_Task objective_:
Character for character, reproduce every entry below.

● ● ●

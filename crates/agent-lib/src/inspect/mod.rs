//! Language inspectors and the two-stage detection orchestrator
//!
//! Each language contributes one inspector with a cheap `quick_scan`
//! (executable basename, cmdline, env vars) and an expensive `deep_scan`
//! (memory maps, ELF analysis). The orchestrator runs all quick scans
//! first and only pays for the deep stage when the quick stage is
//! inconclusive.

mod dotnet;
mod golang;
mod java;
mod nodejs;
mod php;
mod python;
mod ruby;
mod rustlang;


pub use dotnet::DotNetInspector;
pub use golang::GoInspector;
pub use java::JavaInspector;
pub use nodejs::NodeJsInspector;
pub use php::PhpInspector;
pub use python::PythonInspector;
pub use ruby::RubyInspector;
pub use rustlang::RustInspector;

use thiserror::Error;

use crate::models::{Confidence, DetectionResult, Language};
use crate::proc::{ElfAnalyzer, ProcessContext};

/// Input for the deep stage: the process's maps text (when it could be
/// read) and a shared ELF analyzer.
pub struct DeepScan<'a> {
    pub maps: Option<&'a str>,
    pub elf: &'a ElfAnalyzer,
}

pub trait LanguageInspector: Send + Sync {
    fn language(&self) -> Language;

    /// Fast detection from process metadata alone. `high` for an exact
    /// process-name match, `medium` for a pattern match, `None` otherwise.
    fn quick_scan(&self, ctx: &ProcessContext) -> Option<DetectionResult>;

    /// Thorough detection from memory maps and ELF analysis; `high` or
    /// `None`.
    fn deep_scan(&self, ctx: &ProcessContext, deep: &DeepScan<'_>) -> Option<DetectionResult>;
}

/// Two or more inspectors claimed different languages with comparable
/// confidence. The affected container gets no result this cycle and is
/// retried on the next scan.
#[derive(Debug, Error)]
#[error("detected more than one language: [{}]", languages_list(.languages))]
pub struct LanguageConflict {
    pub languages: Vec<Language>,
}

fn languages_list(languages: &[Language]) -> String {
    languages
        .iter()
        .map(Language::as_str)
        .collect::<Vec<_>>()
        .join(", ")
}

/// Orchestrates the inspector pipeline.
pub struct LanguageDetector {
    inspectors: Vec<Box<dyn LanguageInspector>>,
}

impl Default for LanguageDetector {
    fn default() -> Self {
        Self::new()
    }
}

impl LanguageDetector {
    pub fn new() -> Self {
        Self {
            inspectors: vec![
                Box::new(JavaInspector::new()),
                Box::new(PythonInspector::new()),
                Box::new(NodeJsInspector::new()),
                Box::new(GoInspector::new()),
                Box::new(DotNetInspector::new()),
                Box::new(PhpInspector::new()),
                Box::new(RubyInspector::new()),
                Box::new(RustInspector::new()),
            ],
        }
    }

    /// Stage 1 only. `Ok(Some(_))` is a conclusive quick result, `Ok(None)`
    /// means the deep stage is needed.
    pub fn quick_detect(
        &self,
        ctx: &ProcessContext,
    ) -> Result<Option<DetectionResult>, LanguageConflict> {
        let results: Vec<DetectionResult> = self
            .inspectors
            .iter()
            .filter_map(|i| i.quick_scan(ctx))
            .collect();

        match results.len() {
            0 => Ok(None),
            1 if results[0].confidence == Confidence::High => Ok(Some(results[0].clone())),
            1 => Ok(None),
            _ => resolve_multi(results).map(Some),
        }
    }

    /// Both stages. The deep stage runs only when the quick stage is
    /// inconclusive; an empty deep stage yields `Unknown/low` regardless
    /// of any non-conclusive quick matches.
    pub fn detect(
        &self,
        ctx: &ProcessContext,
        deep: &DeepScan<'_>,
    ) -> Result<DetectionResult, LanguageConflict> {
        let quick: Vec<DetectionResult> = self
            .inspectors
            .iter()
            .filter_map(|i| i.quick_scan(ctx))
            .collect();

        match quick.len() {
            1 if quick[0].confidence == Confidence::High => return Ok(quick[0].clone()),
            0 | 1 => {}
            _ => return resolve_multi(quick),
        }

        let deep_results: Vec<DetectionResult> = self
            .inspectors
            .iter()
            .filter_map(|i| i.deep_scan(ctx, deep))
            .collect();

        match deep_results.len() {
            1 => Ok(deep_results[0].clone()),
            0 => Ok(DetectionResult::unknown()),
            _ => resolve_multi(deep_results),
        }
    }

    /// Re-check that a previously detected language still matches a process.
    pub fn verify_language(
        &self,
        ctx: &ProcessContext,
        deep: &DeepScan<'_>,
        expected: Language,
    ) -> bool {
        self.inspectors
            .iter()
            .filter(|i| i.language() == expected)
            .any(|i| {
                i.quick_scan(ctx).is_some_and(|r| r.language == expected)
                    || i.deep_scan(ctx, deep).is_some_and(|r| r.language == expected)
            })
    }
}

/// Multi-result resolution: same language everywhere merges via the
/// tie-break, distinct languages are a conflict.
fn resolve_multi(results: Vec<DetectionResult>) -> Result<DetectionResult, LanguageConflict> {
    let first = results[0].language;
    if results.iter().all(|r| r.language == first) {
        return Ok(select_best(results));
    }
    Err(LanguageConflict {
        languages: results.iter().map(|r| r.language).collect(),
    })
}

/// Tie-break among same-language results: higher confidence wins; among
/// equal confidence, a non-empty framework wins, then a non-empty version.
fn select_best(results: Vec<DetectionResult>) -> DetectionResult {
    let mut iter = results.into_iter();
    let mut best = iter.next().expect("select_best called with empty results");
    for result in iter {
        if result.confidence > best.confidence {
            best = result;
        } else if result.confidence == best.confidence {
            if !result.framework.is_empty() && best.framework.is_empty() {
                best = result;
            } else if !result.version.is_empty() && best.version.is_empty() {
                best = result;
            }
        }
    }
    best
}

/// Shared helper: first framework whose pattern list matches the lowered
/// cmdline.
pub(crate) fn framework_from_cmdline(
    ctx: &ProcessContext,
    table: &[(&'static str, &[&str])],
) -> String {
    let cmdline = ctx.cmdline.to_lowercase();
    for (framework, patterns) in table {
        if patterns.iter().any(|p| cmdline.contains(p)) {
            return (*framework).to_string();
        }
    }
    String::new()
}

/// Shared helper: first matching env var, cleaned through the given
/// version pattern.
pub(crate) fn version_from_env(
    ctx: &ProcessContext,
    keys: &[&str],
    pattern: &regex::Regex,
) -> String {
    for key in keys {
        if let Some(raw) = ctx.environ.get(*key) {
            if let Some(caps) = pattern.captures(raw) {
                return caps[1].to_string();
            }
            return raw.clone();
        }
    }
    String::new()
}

● ● ●

_Answer space_:
filename crates/agent-lib/src/inspect/mod.rs
//! Language inspectors and the two-stage detection orchestrator
//!
//! Each language contributes one inspector with a cheap `quick_scan`
//! (executable basename, cmdline, env vars) and an expensive `deep_scan`
//! (memory maps, ELF analysis). The orchestrator runs all quick scans
//! first and only pays for the deep stage when the quick stage is
//! inconclusive.

mod dotnet;
mod golang;
mod java;
mod nodejs;
mod php;
mod python;
mod ruby;
mod rustlang;


pub use dotnet::DotNetInspector;
pub use golang::GoInspector;
pub use java::JavaInspector;
pub use nodejs::NodeJsInspector;
pub use php::PhpInspector;
pub use python::PythonInspector;
pub use ruby::RubyInspector;
pub use rustlang::RustInspector;

use thiserror::Error;

use crate::models::{Confidence, DetectionResult, Language};
use crate::proc::{ElfAnalyzer, ProcessContext};

/// Input for the deep stage: the process's maps text (when it could be
/// read) and a shared ELF analyzer.
pub struct DeepScan<'a> {
    pub maps: Option<&'a str>,
    pub elf: &'a ElfAnalyzer,
}

pub trait LanguageInspector: Send + Sync {
    fn language(&self) -> Language;

    /// Fast detection from process metadata alone. `high` for an exact
    /// process-name match, `medium` for a pattern match, `None` otherwise.
    fn quick_scan(&self, ctx: &ProcessContext) -> Option<DetectionResult>;

    /// Thorough detection from memory maps and ELF analysis; `high` or
    /// `None`.
    fn deep_scan(&self, ctx: &ProcessContext, deep: &DeepScan<'_>) -> Option<DetectionResult>;
}

/// Two or more inspectors claimed different languages with comparable
/// confidence. The affected container gets no result this cycle and is
/// retried on the next scan.
#[derive(Debug, Error)]
#[error("detected more than one language: [{}]", languages_list(.languages))]
pub struct LanguageConflict {
    pub languages: Vec<Language>,
}

fn languages_list(languages: &[Language]) -> String {
    languages
        .iter()
        .map(Language::as_str)
        .collect::<Vec<_>>()
        .join(", ")
}

/// Orchestrates the inspector pipeline.
pub struct LanguageDetector {
    inspectors: Vec<Box<dyn LanguageInspector>>,
}

impl Default for LanguageDetector {
    fn default() -> Self {
        Self::new()
    }
}

impl LanguageDetector {
    pub fn new() -> Self {
        Self {
            inspectors: vec![
                Box::new(JavaInspector::new()),
                Box::new(PythonInspector::new()),
                Box::new(NodeJsInspector::new()),
                Box::new(GoInspector::new()),
                Box::new(DotNetInspector::new()),
                Box::new(PhpInspector::new()),
                Box::new(RubyInspector::new()),
                Box::new(RustInspector::new()),
            ],
        }
    }

    /// Stage 1 only. `Ok(Some(_))` is a conclusive quick result, `Ok(None)`
    /// means the deep stage is needed.
    pub fn quick_detect(
        &self,
        ctx: &ProcessContext,
    ) -> Result<Option<DetectionResult>, LanguageConflict> {
        let results: Vec<DetectionResult> = self
            .inspectors
            .iter()
            .filter_map(|i| i.quick_scan(ctx))
            .collect();

        match results.len() {
            0 => Ok(None),
            1 if results[0].confidence == Confidence::High => Ok(Some(results[0].clone())),
            1 => Ok(None),
            _ => resolve_multi(results).map(Some),
        }
    }

    /// Both stages. The deep stage runs only when the quick stage is
    /// inconclusive; an empty deep stage yields `Unknown/low` regardless
    /// of any non-conclusive quick matches.
    pub fn detect(
        &self,
        ctx: &ProcessContext,
        deep: &DeepScan<'_>,
    ) -> Result<DetectionResult, LanguageConflict> {
        let quick: Vec<DetectionResult> = self
            .inspectors
            .iter()
            .filter_map(|i| i.quick_scan(ctx))
            .collect();

        match quick.len() {
            1 if quick[0].confidence == Confidence::High => return Ok(quick[0].clone()),
            0 | 1 => {}
            _ => return resolve_multi(quick),
        }

        let deep_results: Vec<DetectionResult> = self
            .inspectors
            .iter()
            .filter_map(|i| i.deep_scan(ctx, deep))
            .collect();

        match deep_results.len() {
            1 => Ok(deep_results[0].clone()),
            0 => Ok(DetectionResult::unknown()),
            _ => resolve_multi(deep_results),
        }
    }

    /// Re-check that a previously detected language still matches a process.
    pub fn verify_language(
        &self,
        ctx: &ProcessContext,
        deep: &DeepScan<'_>,
        expected: Language,
    ) -> bool {
        self.inspectors
            .iter()
            .filter(|i| i.language() == expected)
            .any(|i| {
                i.quick_scan(ctx).is_some_and(|r| r.language == expected)
                    || i.deep_scan(ctx, deep).is_some_and(|r| r.language == expected)
            })
    }
}

/// Multi-result resolution: same language everywhere merges via the
/// tie-break, distinct languages are a conflict.
fn resolve_multi(results: Vec<DetectionResult>) -> Result<DetectionResult, LanguageConflict> {
    let first = results[0].language;
    if results.iter().all(|r| r.language == first) {
        return Ok(select_best(results));
    }
    Err(LanguageConflict {
        languages: results.iter().map(|r| r.language).collect(),
    })
}

/// Tie-break among same-language results: higher confidence wins; among
/// equal confidence, a non-empty framework wins, then a non-empty version.
fn select_best(results: Vec<DetectionResult>) -> DetectionResult {
    let mut iter = results.into_iter();
    let mut best = iter.next().expect("select_best called with empty results");
    for result in iter {
        if result.confidence > best.confidence {
            best = result;
        } else if result.confidence == best.confidence {
            if !result.framework.is_empty() && best.framework.is_empty() {
                best = result;
            } else if !result.version.is_empty() && best.version.is_empty() {
                best = result;
            }
        }
    }
    best
}

/// Shared helper: first framework whose pattern list matches the lowered
/// cmdline.
pub(crate) fn framework_from_cmdline(
    ctx: &ProcessContext,
    table: &[(&'static str, &[&str])],
) -> String {
    let cmdline = ctx.cmdline.to_lowercase();
    for (framework, patterns) in table {
        if patterns.iter().any(|p| cmdline.contains(p)) {
            return (*framework).to_string();
        }
    }
    String::new()
}

/// Shared helper: first matching env var, cleaned through the given
/// version pattern.
pub(crate) fn version_from_env(
    ctx: &ProcessContext,
    keys: &[&str],
    pattern: &regex::Regex,
) -> String {
    for key in keys {
        if let Some(raw) = ctx.environ.get(*key) {
            if let Some(caps) = pattern.captures(raw) {
                return caps[1].to_string();
            }
            return raw.clone();
        }
    }
    String::new()
}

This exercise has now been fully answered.